* TASK BRIEF *
Count the lines below that hold the word "RecipeRemovedCascade" and say how many, with no other text.

Stored items:
━━━━
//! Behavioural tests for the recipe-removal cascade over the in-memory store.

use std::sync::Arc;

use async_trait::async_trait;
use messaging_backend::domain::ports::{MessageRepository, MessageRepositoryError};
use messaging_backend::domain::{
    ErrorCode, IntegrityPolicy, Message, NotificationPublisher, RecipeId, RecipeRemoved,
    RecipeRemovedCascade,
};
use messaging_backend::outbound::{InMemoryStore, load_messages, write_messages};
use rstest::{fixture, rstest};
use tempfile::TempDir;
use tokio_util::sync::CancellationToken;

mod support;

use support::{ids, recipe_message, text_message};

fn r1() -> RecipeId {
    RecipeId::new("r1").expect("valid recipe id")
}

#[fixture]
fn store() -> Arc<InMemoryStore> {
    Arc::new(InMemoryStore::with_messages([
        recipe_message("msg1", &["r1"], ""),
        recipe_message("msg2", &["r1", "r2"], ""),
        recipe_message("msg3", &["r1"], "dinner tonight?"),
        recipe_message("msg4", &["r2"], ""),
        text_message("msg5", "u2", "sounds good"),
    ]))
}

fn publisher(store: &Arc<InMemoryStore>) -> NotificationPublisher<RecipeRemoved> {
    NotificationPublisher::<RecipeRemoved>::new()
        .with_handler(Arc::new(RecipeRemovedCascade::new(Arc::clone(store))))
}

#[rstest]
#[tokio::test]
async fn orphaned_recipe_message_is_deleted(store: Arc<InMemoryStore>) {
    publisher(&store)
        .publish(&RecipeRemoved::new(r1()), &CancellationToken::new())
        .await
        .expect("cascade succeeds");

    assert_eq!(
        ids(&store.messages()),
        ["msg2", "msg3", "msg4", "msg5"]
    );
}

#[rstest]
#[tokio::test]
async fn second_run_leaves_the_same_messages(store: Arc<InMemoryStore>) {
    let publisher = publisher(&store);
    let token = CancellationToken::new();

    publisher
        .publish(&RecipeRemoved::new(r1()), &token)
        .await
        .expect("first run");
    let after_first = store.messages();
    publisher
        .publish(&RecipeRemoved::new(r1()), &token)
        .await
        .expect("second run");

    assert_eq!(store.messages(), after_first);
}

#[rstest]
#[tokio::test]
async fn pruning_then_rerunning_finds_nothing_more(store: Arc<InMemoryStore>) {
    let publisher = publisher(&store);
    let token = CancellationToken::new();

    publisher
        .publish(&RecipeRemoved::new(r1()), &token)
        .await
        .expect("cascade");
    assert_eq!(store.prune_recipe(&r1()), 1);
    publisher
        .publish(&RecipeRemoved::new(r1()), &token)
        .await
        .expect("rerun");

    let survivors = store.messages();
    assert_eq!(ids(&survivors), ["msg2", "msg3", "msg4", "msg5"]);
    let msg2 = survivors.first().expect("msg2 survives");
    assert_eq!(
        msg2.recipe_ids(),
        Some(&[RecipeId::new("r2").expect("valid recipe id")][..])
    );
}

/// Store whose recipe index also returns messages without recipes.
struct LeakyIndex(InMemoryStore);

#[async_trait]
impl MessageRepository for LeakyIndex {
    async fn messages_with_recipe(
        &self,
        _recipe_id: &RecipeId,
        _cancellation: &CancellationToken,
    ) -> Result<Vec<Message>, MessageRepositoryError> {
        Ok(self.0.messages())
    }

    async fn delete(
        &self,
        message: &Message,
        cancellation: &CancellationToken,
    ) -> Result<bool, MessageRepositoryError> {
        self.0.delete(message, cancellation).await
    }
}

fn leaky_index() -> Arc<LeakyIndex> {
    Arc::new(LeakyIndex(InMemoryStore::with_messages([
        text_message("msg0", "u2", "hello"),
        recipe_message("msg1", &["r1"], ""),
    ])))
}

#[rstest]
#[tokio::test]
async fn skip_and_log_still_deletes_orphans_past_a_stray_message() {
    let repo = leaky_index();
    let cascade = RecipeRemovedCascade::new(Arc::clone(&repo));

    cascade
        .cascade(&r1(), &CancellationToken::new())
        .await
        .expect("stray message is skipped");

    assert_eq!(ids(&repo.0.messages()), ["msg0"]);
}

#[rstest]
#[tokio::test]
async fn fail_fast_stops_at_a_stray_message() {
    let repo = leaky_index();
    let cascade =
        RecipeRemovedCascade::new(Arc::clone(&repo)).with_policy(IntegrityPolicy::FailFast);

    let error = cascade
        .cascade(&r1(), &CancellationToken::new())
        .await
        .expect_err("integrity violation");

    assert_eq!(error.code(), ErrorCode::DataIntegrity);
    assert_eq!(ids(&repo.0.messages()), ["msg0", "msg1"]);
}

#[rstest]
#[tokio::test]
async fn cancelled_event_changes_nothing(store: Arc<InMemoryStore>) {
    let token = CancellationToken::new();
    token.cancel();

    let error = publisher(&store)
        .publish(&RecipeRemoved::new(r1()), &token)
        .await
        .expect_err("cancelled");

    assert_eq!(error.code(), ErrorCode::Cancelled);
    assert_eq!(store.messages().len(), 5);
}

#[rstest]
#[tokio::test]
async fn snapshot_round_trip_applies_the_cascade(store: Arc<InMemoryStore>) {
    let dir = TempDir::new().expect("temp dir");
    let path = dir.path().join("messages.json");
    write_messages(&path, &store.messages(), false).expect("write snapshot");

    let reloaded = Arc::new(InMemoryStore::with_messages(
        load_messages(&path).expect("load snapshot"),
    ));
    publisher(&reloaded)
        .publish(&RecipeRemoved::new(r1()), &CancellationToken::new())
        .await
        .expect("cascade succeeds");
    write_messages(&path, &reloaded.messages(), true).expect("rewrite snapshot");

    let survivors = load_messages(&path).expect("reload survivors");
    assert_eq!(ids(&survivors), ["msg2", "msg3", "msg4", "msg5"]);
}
━━━━
* EXPECTED ANSWER *
4